My point is simply one of equality. Sport should be based on how's most talented and has worked the hardest, not on who has access to the best back alley chemist.

:-)

freedom
11-23-2012, 08:21 PM
why?

why should talent and hard work be the deciding factors....? Are you kidding me?!
:confused:

broncofan
11-23-2012, 08:57 PM
Freedom,
I understand what you're saying. I'm not pretending your arguments are not compelling. There are detection problems and this leads to cheating and inequality. Here's my problem, and you may be able to clear it up.

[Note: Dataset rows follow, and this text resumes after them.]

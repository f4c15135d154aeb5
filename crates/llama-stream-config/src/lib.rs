//! Server configuration.
//!
//! Values are layered: built-in defaults, then an optional JSON file, then
//! environment variables, then command-line overrides. [`ServerConfig::validate`]
//! runs once after all layers are applied.

use std::path::{Path, PathBuf};

use log::warn;
use serde::{Deserialize, Serialize};
use thiserror::Error;

use llama_stream_types::DialectKind;

pub const DEFAULT_PORT: u16 = 8443;
pub const DEFAULT_MAX_TOKENS: usize = 2048;

pub const ENV_USERNAME: &str = "AI_USERNAME";
pub const ENV_PASSWORD: &str = "AI_PASSWORD";
pub const ENV_MODEL_SIZE: &str = "MODEL_SIZE";
pub const ENV_CUDA_ARCH: &str = "CUDA_ARCH";
pub const ENV_DIALECT: &str = "LLAMA_STREAM_DIALECT";
pub const ENV_HOST: &str = "LLAMA_STREAM_HOST";
pub const ENV_PORT: &str = "LLAMA_STREAM_PORT";
pub const ENV_MODEL_PATH: &str = "LLAMA_STREAM_MODEL_PATH";
pub const ENV_LOG_LEVEL: &str = "LLAMA_STREAM_LOG_LEVEL";

#[derive(Debug, Error)]
pub enum ConfigError {
    #[error("Failed to read config file {path}: {source}")]
    Read {
        path: PathBuf,
        #[source]
        source: std::io::Error,
    },

    #[error("Failed to parse config file {path}: {source}")]
    Parse {
        path: PathBuf,
        #[source]
        source: serde_json::Error,
    },

    #[error("Invalid value {value:?} for {key}: {reason}")]
    InvalidEnv {
        key: &'static str,
        value: String,
        reason: String,
    },

    #[error("Invalid configuration: {0}")]
    Invalid(String),
}

/// Model size profile, as selected by `MODEL_SIZE`.
#[derive(Debug, Clone, Copy, PartialEq, Eq, Default, Serialize, Deserialize)]
#[serde(rename_all = "lowercase")]
pub enum ModelSize {
    /// CPU build.
    Small,
    #[default]
    Medium,
    Large,
}

impl std::str::FromStr for ModelSize {
    type Err = String;

    fn from_str(s: &str) -> Result<Self, Self::Err> {
        match s.trim().to_ascii_lowercase().as_str() {
            "small" => Ok(ModelSize::Small),
            "medium" => Ok(ModelSize::Medium),
            "large" => Ok(ModelSize::Large),
            other => Err(format!("expected small, medium or large, got {other:?}")),
        }
    }
}

/// Resource parameters handed to the inference backend when it loads a model.
#[derive(Debug, Clone, Copy, PartialEq, Eq)]
pub struct ModelParams {
    pub context_size: u32,
    pub batch_size: u32,
    pub threads: u32,
    /// `-1` offloads every layer.
    pub gpu_layers: i32,
}

impl ModelSize {
    pub fn profile(self) -> ModelParams {
        match self {
            ModelSize::Small => ModelParams {
                context_size: 4096,
                batch_size: 512,
                threads: 8,
                gpu_layers: 0,
            },
            ModelSize::Medium => ModelParams {
                context_size: 6000,
                batch_size: 512,
                threads: 8,
                gpu_layers: -1,
            },
            ModelSize::Large => ModelParams {
                context_size: 42000,
                batch_size: 512,
                threads: 6,
                gpu_layers: -1,
            },
        }
    }
}

#[derive(Debug, Clone, PartialEq, Default, Serialize, Deserialize)]
#[serde(default)]
pub struct ModelConfig {
    pub path: Option<PathBuf>,
    pub size: ModelSize,
    /// Whether a GPU is available. Without one the small profile is used.
    pub gpu: bool,
    pub context_size: Option<u32>,
    pub batch_size: Option<u32>,
    pub threads: Option<u32>,
    pub gpu_layers: Option<i32>,
}

impl ModelConfig {
    pub fn effective_size(&self) -> ModelSize {
        if self.gpu {
            self.size
        } else {
            ModelSize::Small
        }
    }

    /// Explicit values over the size profile.
    pub fn params(&self) -> ModelParams {
        let profile = self.effective_size().profile();
        ModelParams {
            context_size: self.context_size.unwrap_or(profile.context_size),
            batch_size: self.batch_size.unwrap_or(profile.batch_size),
            threads: self.threads.unwrap_or(profile.threads),
            gpu_layers: self.gpu_layers.unwrap_or(profile.gpu_layers),
        }
    }
}

/// HTTP Basic credentials. Generation requests are refused until both are set.
#[derive(Debug, Clone, PartialEq, Eq, Default, Serialize, Deserialize)]
#[serde(default)]
pub struct AuthConfig {
    pub username: Option<String>,
    pub password: Option<String>,
}

impl AuthConfig {
    pub fn is_configured(&self) -> bool {
        self.username.is_some() && self.password.is_some()
    }
}

#[derive(Debug, Clone, PartialEq, Serialize, Deserialize)]
#[serde(default)]
pub struct ServerConfig {
    pub host: String,
    pub port: u16,
    pub dialect: DialectKind,
    pub auth: AuthConfig,
    pub max_tokens: usize,
    /// Pending requests accepted before callers have to wait.
    pub queue_capacity: usize,
    /// Events buffered between the generator and a slow client.
    pub event_buffer: usize,
    pub log_dir: PathBuf,
    pub log_level: String,
    pub model: ModelConfig,
}

impl Default for ServerConfig {
    fn default() -> Self {
        Self {
            host: "0.0.0.0".to_string(),
            port: DEFAULT_PORT,
            dialect: DialectKind::Gemma,
            auth: AuthConfig::default(),
            max_tokens: DEFAULT_MAX_TOKENS,
            queue_capacity: 16,
            event_buffer: 64,
            log_dir: PathBuf::from("logs"),
            log_level: "info".to_string(),
            model: ModelConfig::default(),
        }
    }
}

/// Command-line overrides, applied last.
#[derive(Debug, Clone, Default)]
pub struct ConfigOverrides {
    pub host: Option<String>,
    pub port: Option<u16>,
    pub dialect: Option<DialectKind>,
    pub max_tokens: Option<usize>,
    pub log_dir: Option<PathBuf>,
    pub log_level: Option<String>,
    pub model_path: Option<PathBuf>,
    pub model_size: Option<ModelSize>,
}

fn parse_env<T: std::str::FromStr>(key: &'static str, value: String) -> Result<T, ConfigError>
where
    T::Err: std::fmt::Display,
{
    value.parse::<T>().map_err(|e| ConfigError::InvalidEnv {
        key,
        reason: e.to_string(),
        value,
    })
}

impl ServerConfig {
    /// Defaults, then `file` if given.
    pub fn from_file(path: &Path) -> Result<Self, ConfigError> {
        let text = std::fs::read_to_string(path).map_err(|source| ConfigError::Read {
            path: path.to_path_buf(),
            source,
        })?;
        serde_json::from_str(&text).map_err(|source| ConfigError::Parse {
            path: path.to_path_buf(),
            source,
        })
    }

    /// Full layering with the process environment.
    pub fn load(file: Option<&Path>, overrides: &ConfigOverrides) -> Result<Self, ConfigError> {
        let mut config = match file {
            Some(path) => Self::from_file(path)?,
            None => Self::default(),
        };
        config.apply_env(|key| std::env::var(key).ok())?;
        config.apply_overrides(overrides);
        config.validate()?;
        Ok(config)
    }

    /// Apply environment variables read through `lookup`.
    pub fn apply_env<F>(&mut self, lookup: F) -> Result<(), ConfigError>
    where
        F: Fn(&str) -> Option<String>,
    {
        if let Some(username) = lookup(ENV_USERNAME) {
            self.auth.username = Some(username);
        }
        if let Some(password) = lookup(ENV_PASSWORD) {
            self.auth.password = Some(password);
        }
        if let Some(size) = lookup(ENV_MODEL_SIZE) {
            self.model.size = parse_env(ENV_MODEL_SIZE, size)?;
        }
        if lookup(ENV_CUDA_ARCH).is_some_and(|arch| !arch.is_empty()) {
            self.model.gpu = true;
        }
        if let Some(dialect) = lookup(ENV_DIALECT) {
            self.dialect = parse_env(ENV_DIALECT, dialect)?;
        }
        if let Some(host) = lookup(ENV_HOST) {
            self.host = host;
        }
        if let Some(port) = lookup(ENV_PORT) {
            self.port = parse_env(ENV_PORT, port)?;
        }
        if let Some(path) = lookup(ENV_MODEL_PATH) {
            self.model.path = Some(PathBuf::from(path));
        }
        if let Some(level) = lookup(ENV_LOG_LEVEL) {
            self.log_level = level;
        }
        Ok(())
    }

    pub fn apply_overrides(&mut self, overrides: &ConfigOverrides) {
        if let Some(host) = &overrides.host {
            self.host = host.clone();
        }
        if let Some(port) = overrides.port {
            self.port = port;
        }
        if let Some(dialect) = overrides.dialect {
            self.dialect = dialect;
        }
        if let Some(max_tokens) = overrides.max_tokens {
            self.max_tokens = max_tokens;
        }
        if let Some(dir) = &overrides.log_dir {
            self.log_dir = dir.clone();
        }
        if let Some(level) = &overrides.log_level {
            self.log_level = level.clone();
        }
        if let Some(path) = &overrides.model_path {
            self.model.path = Some(path.clone());
        }
        if let Some(size) = overrides.model_size {
            self.model.size = size;
        }
    }

    pub fn validate(&self) -> Result<(), ConfigError> {
        if self.port == 0 {
            return Err(ConfigError::Invalid("port must not be 0".to_string()));
        }
        if self.max_tokens == 0 {
            return Err(ConfigError::Invalid("max_tokens must be at least 1".to_string()));
        }
        if self.queue_capacity == 0 || self.event_buffer == 0 {
            return Err(ConfigError::Invalid(
                "queue_capacity and event_buffer must be at least 1".to_string(),
            ));
        }
        match (&self.auth.username, &self.auth.password) {
            (Some(_), None) | (None, Some(_)) => {
                return Err(ConfigError::Invalid(format!(
                    "set both {ENV_USERNAME} and {ENV_PASSWORD}, or neither"
                )));
            }
            _ => {}
        }
        if !self.model.gpu && self.model.size != ModelSize::Small {
            warn!(
                "No GPU configured ({ENV_CUDA_ARCH} unset), using the small model profile instead of {:?}",
                self.model.size
            );
        }
        Ok(())
    }

    pub fn bind_addr(&self) -> String {
        format!("{}:{}", self.host, self.port)
    }
}
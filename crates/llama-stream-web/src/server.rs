//! HTTP server: shared state, routing and the accept loop.

use std::convert::Infallible;
use std::future::Future;
use std::net::SocketAddr;
use std::sync::Arc;

use hyper::service::{make_service_fn, service_fn};
use hyper::{Body, Method, Request, Response, Server, StatusCode};
use log::{info, warn};

use llama_stream_config::ServerConfig;
use llama_stream_engine::SessionRegistry;

use crate::auth::Credentials;
use crate::generation_queue::GenerationQueue;
use crate::response_helpers::{cors_preflight, json_error, unauthorized};
use crate::routes;
use crate::shutdown;

/// State shared by every connection.
pub struct AppState {
    pub registry: Arc<SessionRegistry>,
    pub queue: GenerationQueue,
    /// `None` rejects every generate request.
    pub credentials: Option<Credentials>,
    pub event_buffer: usize,
}

impl AppState {
    /// Spawns the generation worker, so it must run inside a tokio runtime.
    pub fn new(registry: Arc<SessionRegistry>, config: &ServerConfig) -> Self {
        let credentials = Credentials::from_config(&config.auth);
        if credentials.is_none() {
            warn!("[HTTP] No credentials configured, every generate request will be rejected");
        }
        Self {
            queue: GenerationQueue::spawn(registry.clone(), config.queue_capacity),
            registry,
            credentials,
            event_buffer: config.event_buffer,
        }
    }
}

pub async fn handle_request(req: Request<Body>, state: Arc<AppState>) -> Result<Response<Body>, Infallible> {
    let method = req.method().clone();
    let path = req.uri().path().to_string();
    info!("[HTTP] {method} {path}");

    let response = match (&method, path.as_str()) {
        (&Method::OPTIONS, _) => cors_preflight(),

        (&Method::GET, "/health") => routes::health::handle(&state.registry),

        (&Method::POST, "/generate") => match &state.credentials {
            Some(credentials) if credentials.authorize(&req) => routes::generate::handle(req, &state).await,
            _ => {
                warn!("[HTTP] Rejected request with bad credentials");
                unauthorized("Incorrect username or password")
            }
        },

        _ => json_error(StatusCode::NOT_FOUND, "Not found"),
    };
    Ok(response)
}

/// Serve until `signal` resolves, then cancel generation and drain connections.
pub async fn serve<F>(addr: SocketAddr, state: Arc<AppState>, signal: F) -> hyper::Result<()>
where
    F: Future<Output = ()> + Send + 'static,
{
    let make_svc = make_service_fn({
        let state = state.clone();
        move |_conn| {
            let state = state.clone();
            async move { Ok::<_, Infallible>(service_fn(move |req| handle_request(req, state.clone()))) }
        }
    });

    let server = Server::try_bind(&addr)?.serve(make_svc);
    info!("Server starting on http://{addr}");
    info!("  POST /generate  - Stream a model reply as NDJSON");
    info!("  GET  /health    - Health check");

    server
        .with_graceful_shutdown(shutdown::shutdown_on(signal, state.registry.clone()))
        .await
}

First, as has been said in here, if everyone is cheating you will have some players who are better than others, because all other things equal skill and talent will be decisive (this is the good part). But the players who are not quite as good despite using steroids might have an incentive to try to use higher doses. I know you said that higher doses are not more beneficial, and the effective reasonable doses are not as dangerous. But you know human nature as well as I do I'm sure. If someone is getting beaten they will push the envelope. They will take higher doses (whether effective or not), they will take stimulants, they will dope their blood. It's easy to say that any line drawing is a bit arbitrary and we can have equality by allowing full access, but with the competitive nature of sports, people will take dangerous doses. Just my opinion and the proper rebuttal maybe is that with freedom of choice, they sort of make their own bed if they make a stupid choice like that.

Second, Giovanni and Prospero have both brought up this point that I want to elaborate on a little bit. The nature of sports changes with the addition of anabolic components. Part of the joy of watching sports for me is that you have two human beings competing, doing the best they can with what they have. People want to identify with their sports heroes and that is very difficult to do when they take on extremely unnatural proportions. Humans are not the strongest or the fastest or the most agile animals. But part of the enjoyment of sports is the element of willpower, of thought, of competitive desire people bring to a competition. I think hormones dilute that.

freedom
11-24-2012, 04:42 PM
Very well reasoned Bronco, I can't find fault with what you say. At this middle point I suppose personal judgement becomes the factor.

For me I rankle at the unfairness of the few having access to technology that others do not. But I recognise your aesthetic argument, in a perfect world there would be no drugs and that would make me happy.

However, I'm a pragmatist and there are drugs so now Pandora is out of her box what is the least bad solution?